*The input:*

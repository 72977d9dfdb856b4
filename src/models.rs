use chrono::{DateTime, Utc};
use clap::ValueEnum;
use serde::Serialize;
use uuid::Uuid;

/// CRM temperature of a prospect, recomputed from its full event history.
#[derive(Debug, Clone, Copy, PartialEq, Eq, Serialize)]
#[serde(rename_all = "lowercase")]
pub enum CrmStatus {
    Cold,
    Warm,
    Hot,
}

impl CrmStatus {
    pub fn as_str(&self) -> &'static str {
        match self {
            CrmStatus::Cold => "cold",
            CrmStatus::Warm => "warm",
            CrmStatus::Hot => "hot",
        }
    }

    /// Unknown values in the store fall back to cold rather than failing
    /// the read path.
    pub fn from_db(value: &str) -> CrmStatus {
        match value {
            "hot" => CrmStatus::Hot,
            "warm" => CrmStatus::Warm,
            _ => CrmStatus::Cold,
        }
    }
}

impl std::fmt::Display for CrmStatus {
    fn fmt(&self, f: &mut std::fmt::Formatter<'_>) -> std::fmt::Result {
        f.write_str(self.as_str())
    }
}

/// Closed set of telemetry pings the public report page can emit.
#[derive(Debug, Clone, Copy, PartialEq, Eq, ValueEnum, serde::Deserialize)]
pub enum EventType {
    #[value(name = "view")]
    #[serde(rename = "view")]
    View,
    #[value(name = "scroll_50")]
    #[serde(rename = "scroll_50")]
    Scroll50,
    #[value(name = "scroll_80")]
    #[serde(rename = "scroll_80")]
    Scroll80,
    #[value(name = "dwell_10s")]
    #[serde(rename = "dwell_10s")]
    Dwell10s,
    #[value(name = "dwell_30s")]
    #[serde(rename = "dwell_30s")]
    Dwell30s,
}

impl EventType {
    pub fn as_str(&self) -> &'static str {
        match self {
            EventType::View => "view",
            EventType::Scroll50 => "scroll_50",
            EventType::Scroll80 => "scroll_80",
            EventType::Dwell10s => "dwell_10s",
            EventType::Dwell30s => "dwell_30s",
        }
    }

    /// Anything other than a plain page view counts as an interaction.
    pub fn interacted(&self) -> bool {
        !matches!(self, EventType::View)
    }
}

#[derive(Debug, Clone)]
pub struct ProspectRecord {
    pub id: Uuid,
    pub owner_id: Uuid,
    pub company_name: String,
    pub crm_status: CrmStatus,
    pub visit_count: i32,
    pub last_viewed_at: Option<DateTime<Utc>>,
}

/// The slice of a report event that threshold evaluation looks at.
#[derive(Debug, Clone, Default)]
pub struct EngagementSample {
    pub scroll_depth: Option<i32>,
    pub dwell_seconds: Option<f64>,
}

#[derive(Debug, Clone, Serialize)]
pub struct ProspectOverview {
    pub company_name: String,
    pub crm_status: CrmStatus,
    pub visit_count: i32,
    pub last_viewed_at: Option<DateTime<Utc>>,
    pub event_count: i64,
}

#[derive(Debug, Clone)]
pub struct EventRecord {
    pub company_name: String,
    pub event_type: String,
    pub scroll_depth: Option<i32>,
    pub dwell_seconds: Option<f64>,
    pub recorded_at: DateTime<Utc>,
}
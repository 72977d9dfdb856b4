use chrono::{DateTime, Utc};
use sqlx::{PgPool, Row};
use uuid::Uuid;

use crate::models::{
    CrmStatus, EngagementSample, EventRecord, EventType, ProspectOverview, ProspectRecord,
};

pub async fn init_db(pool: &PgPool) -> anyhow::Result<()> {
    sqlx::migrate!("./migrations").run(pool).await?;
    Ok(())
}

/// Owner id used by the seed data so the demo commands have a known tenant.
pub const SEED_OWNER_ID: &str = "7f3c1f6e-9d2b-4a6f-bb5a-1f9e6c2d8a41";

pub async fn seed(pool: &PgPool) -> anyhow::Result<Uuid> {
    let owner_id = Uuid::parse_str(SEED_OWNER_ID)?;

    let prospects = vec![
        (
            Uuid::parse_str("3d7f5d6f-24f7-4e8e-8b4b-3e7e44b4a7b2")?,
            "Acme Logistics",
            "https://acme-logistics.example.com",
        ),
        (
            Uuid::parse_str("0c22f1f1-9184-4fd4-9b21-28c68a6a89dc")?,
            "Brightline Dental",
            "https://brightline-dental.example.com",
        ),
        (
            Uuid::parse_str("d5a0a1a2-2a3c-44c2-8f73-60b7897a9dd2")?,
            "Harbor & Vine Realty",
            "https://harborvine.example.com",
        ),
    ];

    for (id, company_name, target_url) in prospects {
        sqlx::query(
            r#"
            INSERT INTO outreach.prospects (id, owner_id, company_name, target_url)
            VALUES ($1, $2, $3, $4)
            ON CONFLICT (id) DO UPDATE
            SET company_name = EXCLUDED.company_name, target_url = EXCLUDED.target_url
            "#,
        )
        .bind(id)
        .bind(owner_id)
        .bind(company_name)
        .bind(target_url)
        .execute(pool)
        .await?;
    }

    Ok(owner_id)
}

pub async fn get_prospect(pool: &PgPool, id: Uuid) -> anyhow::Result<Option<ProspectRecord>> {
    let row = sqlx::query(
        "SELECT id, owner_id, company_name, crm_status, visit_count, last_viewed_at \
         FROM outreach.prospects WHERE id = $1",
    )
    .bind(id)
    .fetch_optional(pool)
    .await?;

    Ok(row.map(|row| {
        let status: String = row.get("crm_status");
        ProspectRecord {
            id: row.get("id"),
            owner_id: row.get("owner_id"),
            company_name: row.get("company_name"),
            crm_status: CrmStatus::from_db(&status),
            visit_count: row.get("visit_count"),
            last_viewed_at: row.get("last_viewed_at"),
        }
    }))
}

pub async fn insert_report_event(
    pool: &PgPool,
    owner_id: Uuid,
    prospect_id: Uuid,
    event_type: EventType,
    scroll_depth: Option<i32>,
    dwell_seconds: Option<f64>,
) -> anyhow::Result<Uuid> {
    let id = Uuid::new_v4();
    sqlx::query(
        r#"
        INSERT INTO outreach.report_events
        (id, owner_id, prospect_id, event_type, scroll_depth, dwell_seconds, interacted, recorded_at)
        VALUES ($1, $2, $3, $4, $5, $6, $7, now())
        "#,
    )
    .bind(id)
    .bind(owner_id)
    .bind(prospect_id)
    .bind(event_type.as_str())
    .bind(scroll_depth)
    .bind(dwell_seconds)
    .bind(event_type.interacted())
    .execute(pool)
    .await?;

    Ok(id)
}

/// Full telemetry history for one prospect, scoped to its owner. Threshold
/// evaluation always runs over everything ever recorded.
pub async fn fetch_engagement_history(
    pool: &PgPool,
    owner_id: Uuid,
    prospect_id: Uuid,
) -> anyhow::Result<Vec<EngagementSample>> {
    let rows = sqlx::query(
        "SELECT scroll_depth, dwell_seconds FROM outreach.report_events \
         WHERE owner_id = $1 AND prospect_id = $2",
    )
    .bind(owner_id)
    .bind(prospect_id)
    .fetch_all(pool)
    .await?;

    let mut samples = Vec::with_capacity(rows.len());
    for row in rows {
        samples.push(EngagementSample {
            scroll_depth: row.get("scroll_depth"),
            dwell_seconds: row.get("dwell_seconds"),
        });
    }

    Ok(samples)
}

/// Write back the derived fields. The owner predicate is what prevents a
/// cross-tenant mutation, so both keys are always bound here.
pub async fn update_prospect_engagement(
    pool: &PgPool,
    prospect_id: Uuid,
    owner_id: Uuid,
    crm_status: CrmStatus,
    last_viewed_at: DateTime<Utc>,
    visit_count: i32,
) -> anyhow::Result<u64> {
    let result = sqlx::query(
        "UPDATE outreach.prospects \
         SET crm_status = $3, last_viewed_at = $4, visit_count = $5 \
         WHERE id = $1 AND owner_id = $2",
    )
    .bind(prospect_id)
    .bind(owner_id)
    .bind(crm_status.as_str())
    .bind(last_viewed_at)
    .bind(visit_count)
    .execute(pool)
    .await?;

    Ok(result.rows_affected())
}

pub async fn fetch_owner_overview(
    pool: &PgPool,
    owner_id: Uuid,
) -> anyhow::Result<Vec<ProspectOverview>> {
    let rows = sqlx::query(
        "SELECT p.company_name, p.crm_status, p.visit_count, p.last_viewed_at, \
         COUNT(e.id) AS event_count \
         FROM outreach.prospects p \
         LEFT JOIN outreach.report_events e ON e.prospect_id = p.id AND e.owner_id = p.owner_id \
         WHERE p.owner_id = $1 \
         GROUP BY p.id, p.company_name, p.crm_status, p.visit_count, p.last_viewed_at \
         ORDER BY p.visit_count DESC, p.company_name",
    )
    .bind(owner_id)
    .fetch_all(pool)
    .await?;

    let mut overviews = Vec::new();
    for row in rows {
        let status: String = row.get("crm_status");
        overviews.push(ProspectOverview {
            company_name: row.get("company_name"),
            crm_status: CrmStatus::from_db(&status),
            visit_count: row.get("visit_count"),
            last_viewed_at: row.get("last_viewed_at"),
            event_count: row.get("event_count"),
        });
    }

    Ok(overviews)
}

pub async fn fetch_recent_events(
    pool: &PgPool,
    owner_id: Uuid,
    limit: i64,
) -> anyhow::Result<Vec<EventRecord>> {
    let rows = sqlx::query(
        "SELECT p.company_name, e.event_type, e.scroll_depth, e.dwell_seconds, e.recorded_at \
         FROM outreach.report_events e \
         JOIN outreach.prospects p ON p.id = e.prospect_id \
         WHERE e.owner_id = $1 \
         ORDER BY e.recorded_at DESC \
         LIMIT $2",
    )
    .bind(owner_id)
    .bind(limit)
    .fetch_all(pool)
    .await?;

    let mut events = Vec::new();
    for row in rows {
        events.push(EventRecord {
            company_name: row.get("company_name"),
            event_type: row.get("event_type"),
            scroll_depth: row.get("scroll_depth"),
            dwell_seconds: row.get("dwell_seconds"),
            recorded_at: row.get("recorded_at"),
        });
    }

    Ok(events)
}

*Your task:* Retype the portion of the data above that starts on the line with "pub struct ProspectRecord" and finishes on the line with "pub async fn init_db(pool: &PgPool)", including both of those lines.

*Task response:*
pub struct ProspectRecord {
    pub id: Uuid,
    pub owner_id: Uuid,
    pub company_name: String,
    pub crm_status: CrmStatus,
    pub visit_count: i32,
    pub last_viewed_at: Option<DateTime<Utc>>,
}

/// The slice of a report event that threshold evaluation looks at.
#[derive(Debug, Clone, Default)]
pub struct EngagementSample {
    pub scroll_depth: Option<i32>,
    pub dwell_seconds: Option<f64>,
}

#[derive(Debug, Clone, Serialize)]
pub struct ProspectOverview {
    pub company_name: String,
    pub crm_status: CrmStatus,
    pub visit_count: i32,
    pub last_viewed_at: Option<DateTime<Utc>>,
    pub event_count: i64,
}

#[derive(Debug, Clone)]
pub struct EventRecord {
    pub company_name: String,
    pub event_type: String,
    pub scroll_depth: Option<i32>,
    pub dwell_seconds: Option<f64>,
    pub recorded_at: DateTime<Utc>,
}
repository 72977d9dfdb856b4
use chrono::{DateTime, Utc};
use sqlx::{PgPool, Row};
use uuid::Uuid;

use crate::models::{
    CrmStatus, EngagementSample, EventRecord, EventType, ProspectOverview, ProspectRecord,
};

pub async fn init_db(pool: &PgPool) -> anyhow::Result<()> {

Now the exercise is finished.